### Supplied entries:
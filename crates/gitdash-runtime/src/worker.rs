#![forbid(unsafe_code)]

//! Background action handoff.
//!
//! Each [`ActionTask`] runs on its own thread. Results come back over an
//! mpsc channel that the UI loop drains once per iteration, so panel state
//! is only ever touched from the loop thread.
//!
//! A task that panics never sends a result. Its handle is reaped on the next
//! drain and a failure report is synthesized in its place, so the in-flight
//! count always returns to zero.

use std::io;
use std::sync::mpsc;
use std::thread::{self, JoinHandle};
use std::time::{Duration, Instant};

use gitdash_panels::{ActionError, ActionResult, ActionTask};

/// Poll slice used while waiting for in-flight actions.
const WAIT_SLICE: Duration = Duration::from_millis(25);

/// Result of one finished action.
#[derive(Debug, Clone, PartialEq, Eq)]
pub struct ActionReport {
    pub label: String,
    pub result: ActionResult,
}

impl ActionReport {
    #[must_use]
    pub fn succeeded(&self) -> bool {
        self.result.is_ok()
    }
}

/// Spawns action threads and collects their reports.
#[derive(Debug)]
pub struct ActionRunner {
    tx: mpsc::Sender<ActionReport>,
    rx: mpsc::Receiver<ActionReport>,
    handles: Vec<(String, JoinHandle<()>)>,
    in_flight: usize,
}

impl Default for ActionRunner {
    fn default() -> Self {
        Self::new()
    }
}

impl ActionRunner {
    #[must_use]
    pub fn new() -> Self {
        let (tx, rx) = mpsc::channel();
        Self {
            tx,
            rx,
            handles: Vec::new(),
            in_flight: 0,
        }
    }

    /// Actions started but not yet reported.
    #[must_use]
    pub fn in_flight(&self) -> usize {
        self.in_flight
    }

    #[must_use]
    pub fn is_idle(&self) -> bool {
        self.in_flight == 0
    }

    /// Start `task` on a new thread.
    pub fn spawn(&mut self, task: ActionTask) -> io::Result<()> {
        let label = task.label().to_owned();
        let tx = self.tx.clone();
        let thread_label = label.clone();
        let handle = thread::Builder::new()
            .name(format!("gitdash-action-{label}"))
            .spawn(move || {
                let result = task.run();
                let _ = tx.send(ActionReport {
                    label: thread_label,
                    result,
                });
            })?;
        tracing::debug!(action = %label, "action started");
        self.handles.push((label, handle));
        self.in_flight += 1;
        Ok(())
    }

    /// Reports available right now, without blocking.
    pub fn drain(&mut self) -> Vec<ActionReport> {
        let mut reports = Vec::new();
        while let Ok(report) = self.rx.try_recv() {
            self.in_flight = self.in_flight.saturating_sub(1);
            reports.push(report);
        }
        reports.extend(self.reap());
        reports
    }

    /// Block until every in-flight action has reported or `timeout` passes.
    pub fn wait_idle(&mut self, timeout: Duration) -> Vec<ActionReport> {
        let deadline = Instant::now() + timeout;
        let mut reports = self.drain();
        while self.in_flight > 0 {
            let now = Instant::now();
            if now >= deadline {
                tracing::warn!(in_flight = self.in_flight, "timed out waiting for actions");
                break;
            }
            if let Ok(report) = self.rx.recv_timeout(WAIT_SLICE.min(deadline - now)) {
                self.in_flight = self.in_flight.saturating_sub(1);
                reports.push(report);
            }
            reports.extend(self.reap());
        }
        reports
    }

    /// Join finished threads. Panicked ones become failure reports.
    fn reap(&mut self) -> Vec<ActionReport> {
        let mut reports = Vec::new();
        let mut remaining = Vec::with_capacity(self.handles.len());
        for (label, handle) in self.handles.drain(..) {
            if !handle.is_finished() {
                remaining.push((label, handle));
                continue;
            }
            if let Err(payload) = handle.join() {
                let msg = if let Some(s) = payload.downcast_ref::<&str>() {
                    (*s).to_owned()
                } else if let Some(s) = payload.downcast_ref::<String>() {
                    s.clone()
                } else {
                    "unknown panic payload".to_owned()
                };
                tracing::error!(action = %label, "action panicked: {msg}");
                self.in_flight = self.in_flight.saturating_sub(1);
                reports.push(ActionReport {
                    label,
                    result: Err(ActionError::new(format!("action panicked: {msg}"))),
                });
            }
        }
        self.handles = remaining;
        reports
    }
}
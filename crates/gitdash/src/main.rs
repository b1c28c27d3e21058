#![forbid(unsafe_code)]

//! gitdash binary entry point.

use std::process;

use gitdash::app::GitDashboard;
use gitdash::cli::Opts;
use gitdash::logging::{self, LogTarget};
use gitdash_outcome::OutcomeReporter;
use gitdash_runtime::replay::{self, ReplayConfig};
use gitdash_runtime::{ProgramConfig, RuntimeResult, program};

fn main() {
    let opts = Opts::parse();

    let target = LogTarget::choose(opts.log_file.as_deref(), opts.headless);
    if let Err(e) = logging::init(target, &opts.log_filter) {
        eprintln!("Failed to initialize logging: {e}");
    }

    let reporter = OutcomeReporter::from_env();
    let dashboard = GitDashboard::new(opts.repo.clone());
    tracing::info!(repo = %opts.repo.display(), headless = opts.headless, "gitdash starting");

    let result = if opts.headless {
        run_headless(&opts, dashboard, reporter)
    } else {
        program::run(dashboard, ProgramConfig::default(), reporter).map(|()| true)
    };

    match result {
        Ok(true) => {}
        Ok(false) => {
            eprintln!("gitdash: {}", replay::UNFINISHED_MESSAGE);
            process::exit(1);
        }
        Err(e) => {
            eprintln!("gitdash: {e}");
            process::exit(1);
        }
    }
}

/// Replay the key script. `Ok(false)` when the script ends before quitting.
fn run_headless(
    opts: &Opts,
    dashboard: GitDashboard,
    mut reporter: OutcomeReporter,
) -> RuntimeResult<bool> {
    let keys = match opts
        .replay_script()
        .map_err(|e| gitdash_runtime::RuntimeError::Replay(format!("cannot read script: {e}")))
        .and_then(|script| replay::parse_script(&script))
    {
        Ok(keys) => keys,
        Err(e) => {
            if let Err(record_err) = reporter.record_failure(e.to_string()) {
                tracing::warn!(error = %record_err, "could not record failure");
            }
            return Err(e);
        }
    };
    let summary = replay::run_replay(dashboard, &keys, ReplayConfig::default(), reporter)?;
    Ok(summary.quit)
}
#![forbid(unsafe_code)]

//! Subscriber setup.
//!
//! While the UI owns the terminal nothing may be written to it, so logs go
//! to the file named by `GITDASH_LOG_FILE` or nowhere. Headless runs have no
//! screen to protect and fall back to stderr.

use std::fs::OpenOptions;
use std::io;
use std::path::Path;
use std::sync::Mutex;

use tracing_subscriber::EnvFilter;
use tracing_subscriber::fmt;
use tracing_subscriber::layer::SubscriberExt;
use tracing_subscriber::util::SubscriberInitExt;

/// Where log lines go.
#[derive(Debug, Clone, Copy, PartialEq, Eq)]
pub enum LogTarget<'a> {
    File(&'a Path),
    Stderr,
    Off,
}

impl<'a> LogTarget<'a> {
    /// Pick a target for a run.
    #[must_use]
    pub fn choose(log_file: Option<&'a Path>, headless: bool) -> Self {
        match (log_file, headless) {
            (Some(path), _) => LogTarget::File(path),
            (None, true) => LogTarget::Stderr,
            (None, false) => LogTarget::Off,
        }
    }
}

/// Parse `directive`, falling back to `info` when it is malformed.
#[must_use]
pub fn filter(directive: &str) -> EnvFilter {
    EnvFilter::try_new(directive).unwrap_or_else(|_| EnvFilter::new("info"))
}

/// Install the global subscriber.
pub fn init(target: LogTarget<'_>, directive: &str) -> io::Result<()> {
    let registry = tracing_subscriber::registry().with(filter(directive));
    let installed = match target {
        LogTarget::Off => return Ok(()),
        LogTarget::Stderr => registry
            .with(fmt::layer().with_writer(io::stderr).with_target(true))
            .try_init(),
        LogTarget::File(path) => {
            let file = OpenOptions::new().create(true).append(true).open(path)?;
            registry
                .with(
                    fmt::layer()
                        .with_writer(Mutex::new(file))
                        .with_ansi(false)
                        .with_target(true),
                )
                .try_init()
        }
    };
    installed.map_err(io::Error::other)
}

### Try it:
From the opening line of the data above through the line holding "self.result.is_ok()", give every line again exactly as it stands.

### Your solution:
filename crates/gitdash-runtime/src/worker.rs
#![forbid(unsafe_code)]

//! Background action handoff.
//!
//! Each [`ActionTask`] runs on its own thread. Results come back over an
//! mpsc channel that the UI loop drains once per iteration, so panel state
//! is only ever touched from the loop thread.
//!
//! A task that panics never sends a result. Its handle is reaped on the next
//! drain and a failure report is synthesized in its place, so the in-flight
//! count always returns to zero.

use std::io;
use std::sync::mpsc;
use std::thread::{self, JoinHandle};
use std::time::{Duration, Instant};

use gitdash_panels::{ActionError, ActionResult, ActionTask};

/// Poll slice used while waiting for in-flight actions.
const WAIT_SLICE: Duration = Duration::from_millis(25);

/// Result of one finished action.
#[derive(Debug, Clone, PartialEq, Eq)]
pub struct ActionReport {
    pub label: String,
    pub result: ActionResult,
}

impl ActionReport {
    #[must_use]
    pub fn succeeded(&self) -> bool {
        self.result.is_ok()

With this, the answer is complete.